The dot plot is what I call a tea leaf chart. In this case it projects out the personal predictions of each of the voting members on the committee regarding where they think the fed funds rate will be moving over the next few years.
So, although the Fed changed nothing, the committee members are showing a reaction to recent inflation or CPI numbers by moving up their prediction on when the fed funds rate will rise. In March, the last dot plot showed 4 members thought the first rate hike would come in 2022, and now 7 members do. And for 2023, 7 members had envisioned the first rate hike to come with 13 now believing so. Remember, rate hikes are designed to slow the economy and, as a result, inflation down to “acceptable” levels.

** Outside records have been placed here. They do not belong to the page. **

//! Attribution service client

use async_trait::async_trait;
use bytes::Bytes;
use dpc_fhir_models::{BatchAndFiles, FileInfo, JobCreated, ResourceType};
use reqwest::header::CONTENT_TYPE;
use reqwest::{Method, RequestBuilder};
use std::time::Duration;
use url::Url;

use super::{endpoint, success_body, ClientError, ClientResult, RetryPolicy};
use crate::config::AttributionConfig;
use crate::request_context::RequestContext;

pub const REQUEST_ID_HEADER: &str = "X-Request-Id";
pub const ORG_HEADER: &str = "X-ORG";
pub const FORWARDED_FOR_HEADER: &str = "X-Forwarded-For";
pub const REQUEST_URL_HEADER: &str = "X-Request-Url";

/// Operations the gateway needs from the attribution service.
///
/// Resource calls return the raw envelope bytes; shaping them into FHIR
/// resources is the response middleware's job.
#[async_trait]
pub trait AttributionClient: Send + Sync {
    async fn get(&self, ctx: &RequestContext, resource_type: ResourceType, id: &str)
        -> ClientResult<Bytes>;

    async fn post(&self, ctx: &RequestContext, resource_type: ResourceType, body: Bytes)
        -> ClientResult<Bytes>;

    async fn put(
        &self,
        ctx: &RequestContext,
        resource_type: ResourceType,
        id: &str,
        body: Bytes,
    ) -> ClientResult<Bytes>;

    async fn delete(&self, ctx: &RequestContext, resource_type: ResourceType, id: &str)
        -> ClientResult<()>;

    /// Queue an export of `group_id` using the context's `_type` and `_since`.
    async fn export(&self, ctx: &RequestContext, group_id: &str) -> ClientResult<JobCreated>;

    async fn job_batches(&self, ctx: &RequestContext, job_id: &str)
        -> ClientResult<Vec<BatchAndFiles>>;

    async fn file_info(&self, ctx: &RequestContext, file_name: &str) -> ClientResult<FileInfo>;
}

pub struct HttpAttributionClient {
    base: Url,
    http: reqwest::Client,
    retry: RetryPolicy,
}

impl HttpAttributionClient {
    pub fn new(config: &AttributionConfig) -> anyhow::Result<Self> {
        let http = reqwest::Client::builder()
            .timeout(Duration::from_secs(config.timeout_seconds))
            .build()?;
        Ok(Self {
            base: Url::parse(&config.url)?,
            http,
            retry: RetryPolicy::new(config.retries, config.retry_delay_ms),
        })
    }

    /// A request carrying the context headers the attribution service scopes by.
    fn request(&self, ctx: &RequestContext, method: Method, url: Url) -> RequestBuilder {
        let mut builder = self
            .http
            .request(method, url)
            .header(REQUEST_ID_HEADER, &ctx.request_id);
        if let Some(org) = &ctx.organization_id {
            builder = builder.header(ORG_HEADER, org);
        }
        if let Some(ip) = &ctx.requesting_ip {
            builder = builder.header(FORWARDED_FOR_HEADER, ip);
        }
        if let Some(url) = &ctx.request_url {
            builder = builder.header(REQUEST_URL_HEADER, url);
        }
        builder
    }

    async fn call(
        &self,
        ctx: &RequestContext,
        method: Method,
        url: Url,
        body: Option<Bytes>,
    ) -> ClientResult<Bytes> {
        let response = self
            .retry
            .send(|| {
                let builder = self.request(ctx, method.clone(), url.clone());
                match &body {
                    Some(body) => builder
                        .header(CONTENT_TYPE, "application/json")
                        .body(body.clone()),
                    None => builder,
                }
            })
            .await?;

        let result = success_body(response).await;
        if let Err(e) = &result {
            tracing::warn!(
                request_id = %ctx.request_id,
                method = %method,
                url = %url,
                error = %e,
                "Attribution request failed"
            );
        }
        result
    }

    async fn get_json<T: serde::de::DeserializeOwned>(
        &self,
        ctx: &RequestContext,
        url: Url,
    ) -> ClientResult<T> {
        let body = self.call(ctx, Method::GET, url, None).await?;
        if body.is_empty() {
            return Err(ClientError::Empty);
        }
        Ok(serde_json::from_slice(&body)?)
    }
}

#[async_trait]
impl AttributionClient for HttpAttributionClient {
    async fn get(
        &self,
        ctx: &RequestContext,
        resource_type: ResourceType,
        id: &str,
    ) -> ClientResult<Bytes> {
        let url = endpoint(&self.base, &[resource_type.as_str(), id])?;
        self.call(ctx, Method::GET, url, None).await
    }

    async fn post(
        &self,
        ctx: &RequestContext,
        resource_type: ResourceType,
        body: Bytes,
    ) -> ClientResult<Bytes> {
        let url = endpoint(&self.base, &[resource_type.as_str()])?;
        self.call(ctx, Method::POST, url, Some(body)).await
    }

    async fn put(
        &self,
        ctx: &RequestContext,
        resource_type: ResourceType,
        id: &str,
        body: Bytes,
    ) -> ClientResult<Bytes> {
        let url = endpoint(&self.base, &[resource_type.as_str(), id])?;
        self.call(ctx, Method::PUT, url, Some(body)).await
    }

    async fn delete(
        &self,
        ctx: &RequestContext,
        resource_type: ResourceType,
        id: &str,
    ) -> ClientResult<()> {
        let url = endpoint(&self.base, &[resource_type.as_str(), id])?;
        self.call(ctx, Method::DELETE, url, None).await.map(|_| ())
    }

    async fn export(&self, ctx: &RequestContext, group_id: &str) -> ClientResult<JobCreated> {
        let mut url = endpoint(&self.base, &[ResourceType::Group.as_str(), group_id, "$export"])?;
        {
            let mut query = url.query_pairs_mut();
            if let Some(types) = &ctx.resource_types {
                query.append_pair("_type", types);
            }
            if let Some(since) = &ctx.since {
                query.append_pair("_since", since);
            }
        }
        if url.query() == Some("") {
            url.set_query(None);
        }
        self.get_json(ctx, url).await
    }

    async fn job_batches(
        &self,
        ctx: &RequestContext,
        job_id: &str,
    ) -> ClientResult<Vec<BatchAndFiles>> {
        let url = endpoint(&self.base, &["Job", job_id])?;
        self.get_json(ctx, url).await
    }

    async fn file_info(&self, ctx: &RequestContext, file_name: &str) -> ClientResult<FileInfo> {
        let url = endpoint(&self.base, &["Data", file_name])?;
        self.get_json(ctx, url).await
    }
}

Except they almost always lead to unacceptable recessions.
And although Chairman Powell talked about how completely unreliable their own predictions are and that this fed is totally focused on labor numbers, which are improving but still lagging by a few million jobs, and that the predictions always get changed based on what actually happens in the economy, the markets moved negative after the statement. And the Fed continues to tell us, despite the dot plot, that the focus will be on getting back to full employment and that the inflation numbers we are seeing now are most likely transitory; not a long term thing. Of course, only time will tell.
What we can see in the actual inflation numbers from last week are that certain sectors are running extremely hot. In fact, according to numbers from the Bureau of Labor, only five sectors account for a full 71% of the increase in CPI – and those are all directly related to pandemic reopening: energy commodities, used cars, dining out, car rental, and airline fares. Imagine where those sectors were a year ago.
Short-term market movements are almost always based on noise in the signal. A long-term investment plan follows the signal. The dot plot is something that is short-term based by nature. It’s interesting to follow and could be an indication of what’s to come in the following quarters, but still falls into the category of tea leaves when we look out farther in the future.